*** The input Section Begins ***

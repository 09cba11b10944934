//! Two-phase multi-query retrieval.
//!
//! Phase 1 searches every sub-query under the store filter and keeps only hits that carry one of
//! the soft skills. Phase 2 runs only when Phase 1 filled less than half of the result budget; it
//! repeats the sub-queries without the skill check and tops up the same session.

use std::collections::HashSet;

use scout_domain::{
	candidate::{Candidate, StoreHit},
	filter::{SoftSkillSet, StoreFilter},
};

use crate::ScoutService;

#[derive(Debug, Clone, PartialEq, Eq)]
pub struct Retrieval {
	/// Unique by id, in first-seen order.
	pub candidates: Vec<Candidate>,
	pub strict_count: usize,
	pub fallback_ran: bool,
}

#[derive(Debug, Clone, Copy, PartialEq, Eq)]
enum Phase {
	Strict,
	Fallback,
}
impl Phase {
	fn as_str(self) -> &'static str {
		match self {
			Self::Strict => "strict",
			Self::Fallback => "fallback",
		}
	}
}

/// Accumulates candidates for one query.
struct SearchSession {
	candidates: Vec<Candidate>,
	seen: HashSet<String>,
	max_results: usize,
	phase: Phase,
}
impl SearchSession {
	fn new(max_results: usize) -> Self {
		Self { candidates: Vec::new(), seen: HashSet::new(), max_results, phase: Phase::Strict }
	}

	fn is_full(&self) -> bool {
		self.candidates.len() >= self.max_results
	}

	fn contains(&self, id: &str) -> bool {
		self.seen.contains(id)
	}

	/// Takes the candidate unless its id was already admitted or the session is full.
	fn admit(&mut self, candidate: Candidate) -> bool {
		if self.is_full() || !self.seen.insert(candidate.id.clone()) {
			return false;
		}

		self.candidates.push(candidate);

		true
	}

	/// Offers store hits in rank order. In the strict phase only hits matching `soft_skills` count.
	fn offer(&mut self, hits: Vec<StoreHit>, soft_skills: &SoftSkillSet) {
		for hit in hits {
			if self.is_full() {
				break;
			}

			let Some(candidate) = Candidate::from_hit(hit) else {
				continue;
			};

			if self.contains(&candidate.id) {
				continue;
			}
			if self.phase == Phase::Strict && !soft_skills.matches(&candidate.skills) {
				continue;
			}

			self.admit(candidate);
		}
	}
}

impl ScoutService {
	pub async fn retrieve(
		&self,
		search_queries: &[String],
		store_filter: &StoreFilter,
		soft_skills: &SoftSkillSet,
		max_results: usize,
	) -> Retrieval {
		let search = &self.cfg.search;
		let budget = u32::try_from(max_results).unwrap_or(u32::MAX);
		let strict_k = search.strict_k_cap.min(budget.saturating_mul(search.strict_k_multiplier));
		let fallback_k =
			search.fallback_k_cap.min(budget.saturating_mul(search.fallback_k_multiplier));
		let mut session = SearchSession::new(max_results);
		let mut vectors: Vec<Option<Vec<f32>>> = Vec::with_capacity(search_queries.len());

		for query in search_queries {
			if session.is_full() {
				break;
			}

			let vector = self.embed_query(query).await;

			if let Some(vector) = vector.as_deref() {
				let hits = self.query_store(query, vector, strict_k, store_filter, Phase::Strict).await;

				session.offer(hits, soft_skills);
			}

			vectors.push(vector);
		}

		let strict_count = session.candidates.len();
		let fallback_ran = strict_count < max_results / 2;

		tracing::info!(
			strict_count,
			max_results,
			top_k = strict_k,
			"Strict retrieval finished."
		);

		if fallback_ran {
			session.phase = Phase::Fallback;

			for (index, query) in search_queries.iter().enumerate() {
				if session.is_full() {
					break;
				}

				let vector = match vectors.get(index) {
					Some(cached) => cached.clone(),
					None => self.embed_query(query).await,
				};
				let Some(vector) = vector else {
					continue;
				};
				let hits =
					self.query_store(query, &vector, fallback_k, store_filter, Phase::Fallback).await;

				session.offer(hits, soft_skills);
			}

			tracing::info!(
				total = session.candidates.len(),
				added = session.candidates.len() - strict_count,
				top_k = fallback_k,
				"Fallback retrieval finished."
			);
		}

		Retrieval { candidates: session.candidates, strict_count, fallback_ran }
	}

	/// Embeds one sub-query. Failures are logged and yield `None`.
	async fn embed_query(&self, query: &str) -> Option<Vec<f32>> {
		let texts = [query.to_string()];
		let vector = match self.providers.embedding.embed(&self.cfg.providers.embedding, &texts).await
		{
			Ok(vectors) => vectors.into_iter().next(),
			Err(err) => {
				tracing::warn!(error = %err, query, "Embedding failed. Skipping sub-query.");

				return None;
			},
		};
		let Some(vector) = vector else {
			tracing::warn!(query, "Embedding provider returned no vectors. Skipping sub-query.");

			return None;
		};

		if vector.len() != self.cfg.storage.qdrant.vector_dim as usize {
			tracing::warn!(
				query,
				dim = vector.len(),
				expected = self.cfg.storage.qdrant.vector_dim,
				"Embedding vector dimension mismatch. Skipping sub-query."
			);

			return None;
		}

		Some(vector)
	}

	async fn query_store(
		&self,
		query: &str,
		vector: &[f32],
		top_k: u32,
		store_filter: &StoreFilter,
		phase: Phase,
	) -> Vec<StoreHit> {
		match self.store.query(vector, top_k, store_filter).await {
			Ok(hits) => {
				tracing::debug!(query, phase = phase.as_str(), hits = hits.len(), "Store queried.");

				hits
			},
			Err(err) => {
				tracing::warn!(
					error = %err,
					query,
					phase = phase.as_str(),
					"Store query failed. Skipping sub-query."
				);

				Vec::new()
			},
		}
	}
}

*** The input Section Ends ***

_Prompt:_ Emit an exact copy of the lines spanning the start of the records to the line containing "result budget; it", inclusive, and no other output.

_The completed task:_
repository 09cba11b10944934
//! Two-phase multi-query retrieval.
//!
//! Phase 1 searches every sub-query under the store filter and keeps only hits that carry one of
//! the soft skills. Phase 2 runs only when Phase 1 filled less than half of the result budget; it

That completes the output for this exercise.